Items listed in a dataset
+ + + +

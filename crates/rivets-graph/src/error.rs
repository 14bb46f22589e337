//! Error types for dependency graph operations.
//!
//! Every mutation error is returned before anything is written, so a failed
//! call leaves the graph exactly as it was. Integrity problems found by
//! [`validate`](crate::DependencyGraph::validate) are not errors; they are
//! reported as [`Violation`](crate::Violation)s.

use crate::domain::IssueId;
use std::io;
use thiserror::Error;

/// The error type for dependency graph operations.
#[derive(Debug, Error)]
pub enum GraphError {
    /// Adding the edge would close a cycle.
    ///
    /// `path` is the existing route `to -> ... -> from` that the new edge
    /// would have turned into a loop.
    #[error("Circular dependency: {from} -> {to} would close the cycle {}", format_path(.path))]
    CycleDetected {
        /// The issue that would have gained the dependency
        from: IssueId,
        /// The issue it would have depended on
        to: IssueId,
        /// Existing path from `to` back to `from`
        path: Vec<IssueId>,
    },

    /// An issue cannot depend on itself.
    #[error("Issue cannot depend on itself: {0}")]
    SelfLoop(IssueId),

    /// The referenced issue is not registered in the graph.
    #[error("Issue not found: {0}")]
    UnknownNode(IssueId),

    /// An issue with this ID is already registered.
    #[error("Issue already exists: {0}")]
    DuplicateNode(IssueId),

    /// Removal of a dependency that does not exist.
    #[error("Dependency not found: {from} -> {to}")]
    EdgeNotFound {
        /// Dependent side of the missing edge
        from: IssueId,
        /// Dependency side of the missing edge
        to: IssueId,
    },

    /// Removal of an issue that still has incident edges, without cascade.
    #[error(
        "Cannot remove {issue_id}: {} dependent(s) and {} dependency(ies) still reference it",
        .dependents.len(),
        .dependencies.len()
    )]
    NodeInUse {
        /// The issue that was asked to be removed
        issue_id: IssueId,
        /// Issues that depend on it
        dependents: Vec<IssueId>,
        /// Issues it depends on
        dependencies: Vec<IssueId>,
    },

    /// A traversal was cancelled or ran past its deadline.
    #[error("Traversal cancelled after reaching {reached} issue(s)")]
    Cancelled {
        /// Number of issues reached before the walk stopped
        reached: usize,
    },

    /// Invalid configuration.
    #[error("Configuration error: {0}")]
    Config(String),

    /// Snapshot (de)serialization failed.
    #[error("Serialization error: {0}")]
    Serialization(#[from] serde_json::Error),

    /// The persistence collaborator failed to load or save a snapshot.
    #[error("Snapshot source error: {0}")]
    Source(String),

    /// IO error while reading configuration.
    #[error("IO error: {0}")]
    Io(#[from] io::Error),

    /// A thread panicked while holding the graph lock.
    #[error("Graph lock poisoned")]
    Poisoned,
}

fn format_path(path: &[IssueId]) -> String {
    path.iter()
        .map(IssueId::as_str)
        .collect::<Vec<_>>()
        .join(" -> ")
}

/// A specialized Result type for graph operations.
pub type Result<T> = std::result::Result<T, GraphError>;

+ + + +

_Directions_: Set the lines down exactly as they stand, beginning at the one that contains "for graph operations." and stopping after the last line of the entries above.

_Answer below_:
/// A specialized Result type for graph operations.
pub type Result<T> = std::result::Result<T, GraphError>;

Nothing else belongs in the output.